30 April 2020

More than Stayin’ Alive – Homeworking and Data Confidentiality

Many of our clients in the industrial, tech and biotech sectors have been able to adapt to life under lockdown. Some of them have managed to organize go-live events, others have put out training and townhall webinars. The agility shown has been impressive to observe. But that agility has not been without pain, as those on one form or another of reduced, or no-hours working will readily point out.

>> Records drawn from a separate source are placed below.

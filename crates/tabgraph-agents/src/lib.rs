//! TabGraph external-service clients.
//!
//! HTTP clients for the embedding and LLM provider, the search/agent
//! provider, and the services built on them: entity extraction, entity
//! enrichment, cluster naming and tab metadata generation.
//!
//! Every service here degrades rather than fails: parse errors and
//! exhausted retries yield empty records or deterministic fallbacks so
//! that clustering never blocks on an external API.

pub mod agent_client;
pub mod embedding;
pub mod enricher;
pub mod extractor;
pub mod llm;
pub mod metadata;
pub mod naming;
pub mod summarizer;

pub use agent_client::AgentClient;
pub use embedding::EmbeddingClient;
pub use enricher::{Enrichment, EnrichmentContext, EntityEnricher};
pub use extractor::EntityExtractor;
pub use llm::LlmClient;
pub use metadata::MetadataProvider;
pub use naming::ClusterNamer;
pub use summarizer::{provider_from_settings, TabSummarizer};
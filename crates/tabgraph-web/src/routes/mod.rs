//! Route handlers.

pub mod entities;
pub mod graph;
pub mod health;
pub mod recommendations;
pub mod tabs;

use axum::http::StatusCode;

/// Map an internal failure onto a 500 response.
pub(crate) fn internal_error<E: std::fmt::Display>(e: E) -> (StatusCode, String) {
    (StatusCode::INTERNAL_SERVER_ERROR, e.to_string())
}
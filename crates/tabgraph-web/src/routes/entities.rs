//! Entity re-enrichment handler.

use axum::{extract::State, http::StatusCode, Json};
use serde::{Deserialize, Serialize};
use tabgraph_cluster::EnrichmentWorker;
use tabgraph_db::queries::contexts;

use crate::routes::internal_error;
use crate::state::AppState;

#[derive(Deserialize)]
pub struct ReEnrichRequest {
    /// Re-enrich every pair, not only those lacking a context.
    #[serde(default)]
    pub force: bool,
}

#[derive(Serialize)]
pub struct ReEnrichResponse {
    pub status: &'static str,
    pub pairs: usize,
}

/// Queue context enrichment for `(entity, tab)` pairs lacking one, or
/// for all pairs when `force` is set. Runs in the background.
pub async fn re_enrich(
    State(state): State<AppState>,
    Json(request): Json<ReEnrichRequest>,
) -> Result<Json<ReEnrichResponse>, (StatusCode, String)> {
    let pairs = if request.force {
        contexts::all_pairs(state.pipeline.db()).map_err(internal_error)?
    } else {
        contexts::pairs_missing(state.pipeline.db()).map_err(internal_error)?
    };

    let queued = pairs.len();
    EnrichmentWorker::spawn_pairs(state.settings.as_ref().clone(), pairs);

    Ok(Json(ReEnrichResponse {
        status: "queued",
        pairs: queued,
    }))
}
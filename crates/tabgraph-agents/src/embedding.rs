//! Embedding client.

use anyhow::{Context, Result};
use serde::{Deserialize, Serialize};
use tracing::debug;

/// Expected embedding dimension for text-embedding-3-small.
pub const EMBEDDING_DIM: usize = 1536;

/// Maximum number of inputs the provider accepts per batch call.
pub const MAX_BATCH_SIZE: usize = 2048;

/// Request timeout for embedding calls.
const EMBED_TIMEOUT_SECS: u64 = 30;

/// Client for an OpenAI-compatible `/v1/embeddings` endpoint.
///
/// Failures are surfaced to the caller; there is no retry at this layer.
#[derive(Clone)]
pub struct EmbeddingClient {
    base_url: String,
    api_key: String,
    model: String,
    client: reqwest::Client,
}

#[derive(Serialize)]
struct EmbeddingRequest<'a> {
    model: &'a str,
    input: &'a [String],
}

#[derive(Deserialize)]
struct EmbeddingResponse {
    data: Vec<EmbeddingData>,
}

#[derive(Deserialize)]
struct EmbeddingData {
    embedding: Vec<f32>,
}

impl EmbeddingClient {
    pub fn new(base_url: &str, api_key: &str, model: &str) -> Self {
        let client = reqwest::Client::builder()
            .timeout(std::time::Duration::from_secs(EMBED_TIMEOUT_SECS))
            .build()
            .unwrap_or_default();

        Self {
            base_url: base_url.trim_end_matches('/').to_string(),
            api_key: api_key.to_string(),
            model: model.to_string(),
            client,
        }
    }

    /// Generate an embedding for one text.
    pub async fn embed(&self, text: &str) -> Result<Vec<f32>> {
        let mut embeddings = self.embed_batch(&[text.to_string()]).await?;
        embeddings
            .pop()
            .context("Embedding response contained no vectors")
    }

    /// Generate embeddings for many texts in one call, in input order.
    pub async fn embed_batch(&self, texts: &[String]) -> Result<Vec<Vec<f32>>> {
        if texts.is_empty() {
            return Ok(Vec::new());
        }
        if texts.len() > MAX_BATCH_SIZE {
            anyhow::bail!(
                "Embedding batch of {} exceeds the provider limit of {}",
                texts.len(),
                MAX_BATCH_SIZE
            );
        }

        let request = EmbeddingRequest {
            model: &self.model,
            input: texts,
        };

        let response = self
            .client
            .post(format!("{}/v1/embeddings", self.base_url))
            .bearer_auth(&self.api_key)
            .json(&request)
            .send()
            .await
            .context("Failed to reach the embedding provider")?;

        if !response.status().is_success() {
            let status = response.status();
            let body = response.text().await.unwrap_or_default();
            anyhow::bail!("Embedding API error ({}): {}", status, body);
        }

        let result: EmbeddingResponse = response
            .json()
            .await
            .context("Failed to parse embedding response")?;

        if result.data.len() != texts.len() {
            anyhow::bail!(
                "Embedding count mismatch: sent {}, received {}",
                texts.len(),
                result.data.len()
            );
        }

        debug!(count = result.data.len(), "Generated embeddings");
        Ok(result.data.into_iter().map(|d| d.embedding).collect())
    }
}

After the first month of lockdown, we wanted to draw your attention to a couple of business organization points that may not, understandably, have received the due care needed while your team was keeping your company alive. The two points are these:

  • HR dimensions of homeworking
  • Managing data confidentiality

Homeworking

Many companies have little or no reliable established data policy regarding the conditions in which their employees are currently working at home. For instance, does your company reimburse for data consumption on employee cell phones? Employment law, including health and safety, working time regulations, etc., continues to apply in the prevailing hybrid context of homeworking. It is a mistake to imagine that a laissez-faire attitude that ordinarily worked well for senior management pre-lockdown, will be sufficient when far broader categories of personnel are now homeworking.

We recommend to set up a system to cover at least the following:

  • Brief team managers on working time obligations to ensure awareness, and alignment of management objectives to those obligations
  • Draft, send and track receipt of a simple homeworking set of rules and good practices adapted to your company, and to each country in which you have employees. Send to each employee in the official language of their country, not just English.

Managing data confidentiality

We have identified two separate areas for review under the heading of data confidentiality. Firstly, confidentiality of personal data, which is subject in Europe to GDPR requirements. Then confidentiality of commercial, confidential data.

The homeworking setup puts a company’s data management processes under stress at the following points:

  • Family members can see documents and hear discussions (telephone, on the family printer, Skype etc.) very easily.
  • Data circulates outside Company-administered and secured data networks.
  • The half-at-home, half-at-work working environment may lead to behavior that compromises office-grade security practices.

Concerning personal data, companies should remember that the GDPR and local legislation require data processors to respect principles of data integrity and data confidentiality. In a homeworking context, companies must be able to demonstrate they have taken actions that are reasonable and proportionate to the risk to personal data security. Again, this means setting the policy, then implementing it through written communication, training, helplines etc.

As regards confidentiality of commercial confidential data, the stress points and solutions are broadly comparable. Why not use the lockdown to send out a short webinar to employees on the subject? Companies should also consider reinforcing technical measures to compensate for homeworking, including the use of encrypted documents and emails, VPN servers, and the avoidance of communication solutions not judged to be sufficiently secure for confidential business purposes.

At a best guess, homeworking is here to stay for many months, while COVID-19 continues to impact our lives. Its popularity is on the rise as employees who were not ordinarily eligible for homeworking learn to adapt and enjoy measure its benefits. For this reason, companies must review and update current management processes to ensure they still respect their obligations to employees, and cover their commercial data risks correctly.